The debate between Sean Carroll and William Lane Craig was
excellent, full of good information, full of interesting arguments, and full of
surprises. One surprise was that Sean
Carroll chose Dr. Alex Rosenberg as one of his supporting speakers. In February 2013, Craig debated Rosenberg at Purdue
University and pummeled him. You know
you are going to have a bad day when you agree to a debate and then proclaim in
that debate that debating is not a good venue to exchange ideas, as Rosenberg
did.
![](https://blogger.googleusercontent.com/img/b/R29vZ2xl/AVvXsEhpsK71jA-n85fUUcOeSigLVuFJ2486lkdZ95tLvFaJVIhXojPajc2VOgI3gxuEVoA26UTbaSe5_njvnA0m1dQhdFnZWOFMQR3AYy8rG11hzI85nlLxDcY0thtjTpTrKDvL6qYQqYXBasL_/s1600/Alex+Rosenberg.png)

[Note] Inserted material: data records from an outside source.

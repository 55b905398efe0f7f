//! Output manifest: what one run produced, with content hashes
//!
//! The manifest is written next to the converted files as `manifest.json`.
//! Every input and output is recorded by its SHA256 so a later run or an
//! external tool can tell whether anything changed.

use rig2jbeam_core::ConversionReport;
use serde::{Deserialize, Serialize};
use std::path::Path;
use thiserror::Error;

pub const MANIFEST_FILE: &str = "manifest.json";

#[derive(Error, Debug)]
pub enum ManifestError {
    #[error("IO error: {0}")]
    IoError(#[from] std::io::Error),
    #[error("JSON error: {0}")]
    JsonError(#[from] serde_json::Error),
}

/// A file written by the run
#[derive(Debug, Clone, PartialEq, Serialize, Deserialize)]
pub struct OutputFile {
    /// Path relative to the output directory
    pub path: String,
    /// SHA256 of the written content
    pub sha: String,
}

impl OutputFile {
    pub fn new(path: impl Into<String>, content: &[u8]) -> Self {
        Self {
            path: path.into(),
            sha: sha256_hex(content),
        }
    }
}

/// One exported mesh
#[derive(Debug, Clone, PartialEq, Serialize, Deserialize)]
pub struct MeshEntry {
    /// Name as written in the rig
    pub original: String,
    /// Name after duplicate resolution
    pub resolved: String,
    /// `None` when the mesh file was not found
    #[serde(default, skip_serializing_if = "Option::is_none")]
    pub output: Option<OutputFile>,
    #[serde(default)]
    pub placeholder: bool,
}

#[derive(Debug, Clone, Copy, PartialEq, Eq, Serialize, Deserialize)]
#[serde(rename_all = "snake_case")]
pub enum DocumentStatus {
    Converted,
    Failed,
}

/// Manifest entry for a single input document
#[derive(Debug, Clone, Serialize, Deserialize)]
pub struct DocumentEntry {
    pub source: String,
    /// SHA256 of the input document
    pub source_sha: String,
    pub status: DocumentStatus,
    /// The `.jbeam` file; absent for failed documents and dry runs
    #[serde(default, skip_serializing_if = "Option::is_none")]
    pub jbeam: Option<OutputFile>,
    #[serde(default)]
    pub meshes: Vec<MeshEntry>,
    pub report: ConversionReport,
}

impl DocumentEntry {
    pub fn is_failed(&self) -> bool {
        self.status == DocumentStatus::Failed
    }
}

/// The run manifest
#[derive(Debug, Clone, Serialize, Deserialize)]
pub struct OutputManifest {
    /// Version of the manifest format
    #[serde(default = "default_version")]
    pub version: String,
    pub generator: String,
    /// When the run finished (RFC 3339)
    pub created_at: String,
    pub documents: Vec<DocumentEntry>,
}

fn default_version() -> String {
    "1.0".to_string()
}

impl OutputManifest {
    pub fn new(documents: Vec<DocumentEntry>) -> Self {
        Self {
            version: default_version(),
            generator: format!("rig2jbeam {}", env!("CARGO_PKG_VERSION")),
            created_at: chrono::Utc::now().to_rfc3339(),
            documents,
        }
    }

    pub fn failed(&self) -> usize {
        self.documents.iter().filter(|d| d.is_failed()).count()
    }

    /// Save manifest to a file
    pub fn save(&self, path: &Path) -> Result<(), ManifestError> {
        let content = serde_json::to_string_pretty(self)?;
        if let Some(parent) = path.parent() {
            std::fs::create_dir_all(parent)?;
        }
        std::fs::write(path, content)?;
        Ok(())
    }
}

/// Compute SHA256 hash of data and return as hex string
pub fn sha256_hex(data: &[u8]) -> String {
    use sha2::{Digest, Sha256};
    let mut hasher = Sha256::new();
    hasher.update(data);
    hex::encode(hasher.finalize())
}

“An omniscient God would therefore
know that…..the probability of the emergence of life was low, the probability
of the emergence of vertebrate life was even lower, the probability of the
emergence of mammalian life was minuscule, the probability of the emergence of
sentient life was even smaller, and of sapient life was vanishingly small. God would have known this.”
There you have it. The
probability of human life evolving is so extremely small that God could not
possibly have been involved. Regardless
on one’s view on evolution, I don’t see how it follows logically that if the
probability of sapient life forming naturally is “vanishingly small” that this
means God was not involved. It seems the extremely low probability would show outside help may be needed. If human
life evolving naturally is extremely improbable, yet not enough to show God was
involved, what could God have done to show that he was involved in the creation
of life? Here’s what Rosenberg says,
“God could have created us by a means
so fiendishly clever, that involved so many complications, that involved so
many laws of nature, and boundary conditions working together that we, as smart
as we are, will never be able to figure out what that process was. We will never be smart enough to identify the
laws that governed our evolution from the basic distribution of matter from the
beginning of the universe.”
Then he later says,
“Biology is much harder than quantum
mechanics. Why is it harder than quantum
mechanics? Because for one thing it
involves the operation of quantum principles, the operation of classical
physical principles, the operation of chemical thermodynamic laws, on a
conjuries of initial conditions so complicated, so fine, so different across
various environments that we now know relatively less about life on our planet
than we know about the cosmology of the universe.”
In other words, God could have used the laws of physics and
the fine-tuning of the universe to show that he exists….and that is what he did. By the end of his talk, all I could say was “Amen!”